▶ **What is needed**
Show each line of the records in which the word "EndpointInfo" occurs.

[Collected data entries]
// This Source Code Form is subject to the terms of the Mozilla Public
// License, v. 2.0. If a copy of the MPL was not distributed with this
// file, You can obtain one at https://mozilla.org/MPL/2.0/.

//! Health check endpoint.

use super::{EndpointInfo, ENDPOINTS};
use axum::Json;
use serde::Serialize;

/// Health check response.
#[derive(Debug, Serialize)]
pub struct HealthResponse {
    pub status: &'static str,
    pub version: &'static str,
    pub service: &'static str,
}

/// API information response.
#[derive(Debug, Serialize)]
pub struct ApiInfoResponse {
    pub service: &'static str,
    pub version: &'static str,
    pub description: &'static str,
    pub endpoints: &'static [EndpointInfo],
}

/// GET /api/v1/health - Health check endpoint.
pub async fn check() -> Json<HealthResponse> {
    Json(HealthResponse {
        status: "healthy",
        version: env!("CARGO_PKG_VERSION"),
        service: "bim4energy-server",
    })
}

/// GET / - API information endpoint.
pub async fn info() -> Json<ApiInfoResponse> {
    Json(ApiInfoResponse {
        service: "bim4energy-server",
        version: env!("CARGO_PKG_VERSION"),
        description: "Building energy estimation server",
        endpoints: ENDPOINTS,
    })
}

--

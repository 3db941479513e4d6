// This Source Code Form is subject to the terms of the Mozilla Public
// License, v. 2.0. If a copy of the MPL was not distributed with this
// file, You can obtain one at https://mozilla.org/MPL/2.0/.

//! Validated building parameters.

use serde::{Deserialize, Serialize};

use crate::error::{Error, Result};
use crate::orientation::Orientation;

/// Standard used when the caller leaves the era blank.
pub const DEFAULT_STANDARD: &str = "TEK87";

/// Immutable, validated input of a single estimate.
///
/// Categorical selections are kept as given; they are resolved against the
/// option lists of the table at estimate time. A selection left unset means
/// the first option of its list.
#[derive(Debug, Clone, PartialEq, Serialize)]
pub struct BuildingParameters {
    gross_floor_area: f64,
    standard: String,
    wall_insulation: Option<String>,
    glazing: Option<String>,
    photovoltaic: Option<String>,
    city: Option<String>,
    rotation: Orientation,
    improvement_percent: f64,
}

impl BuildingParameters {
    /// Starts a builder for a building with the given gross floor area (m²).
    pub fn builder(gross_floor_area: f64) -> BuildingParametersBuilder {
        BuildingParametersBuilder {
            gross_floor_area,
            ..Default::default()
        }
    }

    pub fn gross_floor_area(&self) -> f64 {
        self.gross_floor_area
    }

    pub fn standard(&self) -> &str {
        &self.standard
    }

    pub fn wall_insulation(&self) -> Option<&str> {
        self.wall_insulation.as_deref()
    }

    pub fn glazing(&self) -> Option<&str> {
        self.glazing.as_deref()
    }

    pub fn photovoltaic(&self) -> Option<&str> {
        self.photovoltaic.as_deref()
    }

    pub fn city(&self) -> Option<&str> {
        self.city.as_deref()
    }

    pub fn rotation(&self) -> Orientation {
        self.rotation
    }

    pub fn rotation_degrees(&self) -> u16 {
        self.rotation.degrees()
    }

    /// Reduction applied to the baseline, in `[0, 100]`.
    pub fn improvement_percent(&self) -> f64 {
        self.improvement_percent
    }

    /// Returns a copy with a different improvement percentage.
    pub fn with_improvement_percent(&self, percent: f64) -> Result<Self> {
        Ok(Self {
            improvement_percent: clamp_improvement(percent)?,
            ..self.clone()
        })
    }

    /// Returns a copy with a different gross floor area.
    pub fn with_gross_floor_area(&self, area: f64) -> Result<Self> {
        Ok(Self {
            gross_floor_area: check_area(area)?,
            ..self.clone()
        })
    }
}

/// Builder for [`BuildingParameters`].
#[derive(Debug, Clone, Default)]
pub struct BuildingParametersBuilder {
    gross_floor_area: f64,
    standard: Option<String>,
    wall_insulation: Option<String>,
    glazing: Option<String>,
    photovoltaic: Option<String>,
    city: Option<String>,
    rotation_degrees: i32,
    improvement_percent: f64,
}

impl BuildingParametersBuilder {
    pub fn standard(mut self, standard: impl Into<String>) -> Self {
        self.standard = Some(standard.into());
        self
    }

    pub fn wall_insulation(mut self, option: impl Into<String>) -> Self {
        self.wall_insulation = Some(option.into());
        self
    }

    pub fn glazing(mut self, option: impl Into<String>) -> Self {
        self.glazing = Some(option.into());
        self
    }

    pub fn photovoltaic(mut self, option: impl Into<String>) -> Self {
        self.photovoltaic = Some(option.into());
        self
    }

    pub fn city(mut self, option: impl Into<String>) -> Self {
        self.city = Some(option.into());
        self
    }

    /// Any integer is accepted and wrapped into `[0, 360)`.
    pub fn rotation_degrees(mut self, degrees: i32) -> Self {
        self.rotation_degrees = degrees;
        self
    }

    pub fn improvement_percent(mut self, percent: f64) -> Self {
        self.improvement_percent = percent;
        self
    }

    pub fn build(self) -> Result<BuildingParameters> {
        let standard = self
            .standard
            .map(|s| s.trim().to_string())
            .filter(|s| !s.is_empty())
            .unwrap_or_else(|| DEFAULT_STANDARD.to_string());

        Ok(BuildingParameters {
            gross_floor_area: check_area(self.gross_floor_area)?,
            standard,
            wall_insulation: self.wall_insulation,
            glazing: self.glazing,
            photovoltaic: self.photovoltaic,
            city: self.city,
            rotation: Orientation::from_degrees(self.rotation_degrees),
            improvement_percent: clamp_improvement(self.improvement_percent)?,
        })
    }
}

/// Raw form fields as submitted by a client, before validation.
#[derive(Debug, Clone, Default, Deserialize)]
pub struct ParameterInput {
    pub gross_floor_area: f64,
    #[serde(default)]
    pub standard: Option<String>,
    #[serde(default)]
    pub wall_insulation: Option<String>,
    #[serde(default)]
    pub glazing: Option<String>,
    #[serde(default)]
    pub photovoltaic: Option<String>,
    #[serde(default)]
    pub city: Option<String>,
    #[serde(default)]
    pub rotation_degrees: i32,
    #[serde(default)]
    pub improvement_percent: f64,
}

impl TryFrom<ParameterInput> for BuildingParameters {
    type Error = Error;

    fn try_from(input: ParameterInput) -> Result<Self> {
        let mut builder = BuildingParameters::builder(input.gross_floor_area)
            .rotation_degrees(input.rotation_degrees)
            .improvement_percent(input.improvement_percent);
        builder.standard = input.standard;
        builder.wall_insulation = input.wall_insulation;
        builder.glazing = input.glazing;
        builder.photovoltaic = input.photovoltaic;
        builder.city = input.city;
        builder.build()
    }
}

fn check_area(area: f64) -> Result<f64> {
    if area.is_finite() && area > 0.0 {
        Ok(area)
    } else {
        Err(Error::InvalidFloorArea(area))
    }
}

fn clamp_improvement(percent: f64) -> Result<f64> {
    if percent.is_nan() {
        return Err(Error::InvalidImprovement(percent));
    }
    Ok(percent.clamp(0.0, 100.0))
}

▶ **Answer section**
use super::{EndpointInfo, ENDPOINTS};
    pub endpoints: &'static [EndpointInfo],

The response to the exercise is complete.